Denn diese bestehen aus speziell faserverstärkten Kunststoffen und müssen daher einzeln entsorgt und verarbeitet werden. Bisher gibt es deutschlandweit aber nur eine einzige entsprechende Recycling-Anlage. Die Firma Neocomp schreddert die Rotorblätter in Bremen und vermengt die Einzelteile mit Abfallstoffen aus der Papierherstellung. Heraus kommt dabei schließlich ein Produkt, das an Zementwerke verkauft werden kann. Um aber wirklich alle alten Windräder vollständig und fachgerecht entsorgen zu können, bräuchte es deutlich mehr solcher Recycling-Möglichkeiten. Zwar wird fleißig nach weiteren Formen der sinnvollen Wiederverwendung geforscht. Bisher fehlt es aber noch an kommerziellen Projekten auf dem Markt. Hinzu kommt eine weitere Problematik: Der Rückbau der Anlagen ist nicht ausreichend finanziert.
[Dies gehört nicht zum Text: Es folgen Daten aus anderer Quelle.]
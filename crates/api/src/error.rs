//! API error types with HTTP response mapping.

use axum::http::StatusCode;
use axum::response::{IntoResponse, Response};
use domain::InventoryError;
use store::StoreError;
use workflow::{CartError, CheckoutError, SettlementError};

/// API-level error type that maps to HTTP responses.
#[derive(Debug)]
pub enum ApiError {
    /// Resource not found.
    NotFound(String),
    /// Bad request from the client.
    BadRequest(String),
    /// Cart operation error.
    Cart(CartError),
    /// Checkout error.
    Checkout(CheckoutError),
    /// Settlement error.
    Settlement(SettlementError),
    /// Storage error outside the workflows.
    Store(StoreError),
}

impl IntoResponse for ApiError {
    fn into_response(self) -> Response {
        let (status, message) = match self {
            ApiError::NotFound(msg) => (StatusCode::NOT_FOUND, msg),
            ApiError::BadRequest(msg) => (StatusCode::BAD_REQUEST, msg),
            ApiError::Cart(err) => (cart_status(&err), err.to_string()),
            ApiError::Checkout(err) => (checkout_status(&err), err.to_string()),
            ApiError::Settlement(err) => (settlement_status(&err), err.to_string()),
            ApiError::Store(err) => (StatusCode::INTERNAL_SERVER_ERROR, err.to_string()),
        };

        if status.is_server_error() {
            tracing::error!(error = %message, "internal server error");
        }

        let body = serde_json::json!({ "error": message });
        (status, axum::Json(body)).into_response()
    }
}

fn cart_status(err: &CartError) -> StatusCode {
    match err {
        CartError::InvalidQuantity { .. } => StatusCode::BAD_REQUEST,
        CartError::ProductNotFound(_) => StatusCode::NOT_FOUND,
        CartError::Pricing(_) => StatusCode::UNPROCESSABLE_ENTITY,
        CartError::Store(_) => StatusCode::INTERNAL_SERVER_ERROR,
    }
}

fn checkout_status(err: &CheckoutError) -> StatusCode {
    match err {
        CheckoutError::EmptyCart(_) => StatusCode::BAD_REQUEST,
        CheckoutError::ProductNotFound(_) => StatusCode::NOT_FOUND,
        CheckoutError::OutOfStock { .. } => StatusCode::CONFLICT,
        CheckoutError::Inventory(inner) => inventory_status(inner),
        CheckoutError::Pricing(_) => StatusCode::UNPROCESSABLE_ENTITY,
        CheckoutError::Store(_) => StatusCode::INTERNAL_SERVER_ERROR,
    }
}

fn settlement_status(err: &SettlementError) -> StatusCode {
    match err {
        SettlementError::OrderNotFound(_) => StatusCode::NOT_FOUND,
        SettlementError::InsufficientReservation { .. } => StatusCode::CONFLICT,
        SettlementError::Inventory(inner) => inventory_status(inner),
        SettlementError::Store(_) => StatusCode::INTERNAL_SERVER_ERROR,
    }
}

fn inventory_status(err: &InventoryError) -> StatusCode {
    match err {
        InventoryError::InvalidQuantity { .. } => StatusCode::BAD_REQUEST,
        InventoryError::ProductNotFound(_) => StatusCode::NOT_FOUND,
        InventoryError::OutOfStock { .. }
        | InventoryError::InsufficientReservation { .. }
        | InventoryError::OrderHasNoLines(_) => StatusCode::CONFLICT,
        InventoryError::Store(_) => StatusCode::INTERNAL_SERVER_ERROR,
    }
}

impl From<CartError> for ApiError {
    fn from(err: CartError) -> Self {
        ApiError::Cart(err)
    }
}

impl From<CheckoutError> for ApiError {
    fn from(err: CheckoutError) -> Self {
        ApiError::Checkout(err)
    }
}

impl From<SettlementError> for ApiError {
    fn from(err: SettlementError) -> Self {
        ApiError::Settlement(err)
    }
}

impl From<StoreError> for ApiError {
    fn from(err: StoreError) -> Self {
        ApiError::Store(err)
    }
}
Die Finanzierung des Rückbaus steht auf wackligen Füßen

Zwar müssen die Betreiber grundsätzlich entsprechende Rücklagen bilden. Doch Berechnungen des Umweltbundesamtes haben ergeben, dass die gesparten Gelder nicht ausreichen dürften. Konkret gehen die Experten von einer Finanzierungslücke in Höhe von 300 Millionen Euro alleine im Jahr 2038 aus. Möglich ist dies, weil die Berechnungsgrundlage mit der kalkuliert wird, wie viel Geld zurückgelegt werden muss, umstritten ist. Das Umweltbundesamt rät daher, diese zukünftig von unabhängigen Experten überprüfen zu lassen. Insgesamt gibt es in Deutschland aktuell rund 27.000 Windräder an Land. Hinzu kommen noch zahlreiche Offshore-Anlagen, bei denen der Rückbau noch einmal komplizierter sein dürfte. Die Recycling-Branche dürfte sich in den nächsten Jahren also eher nicht über zu wenig Arbeit beklagen.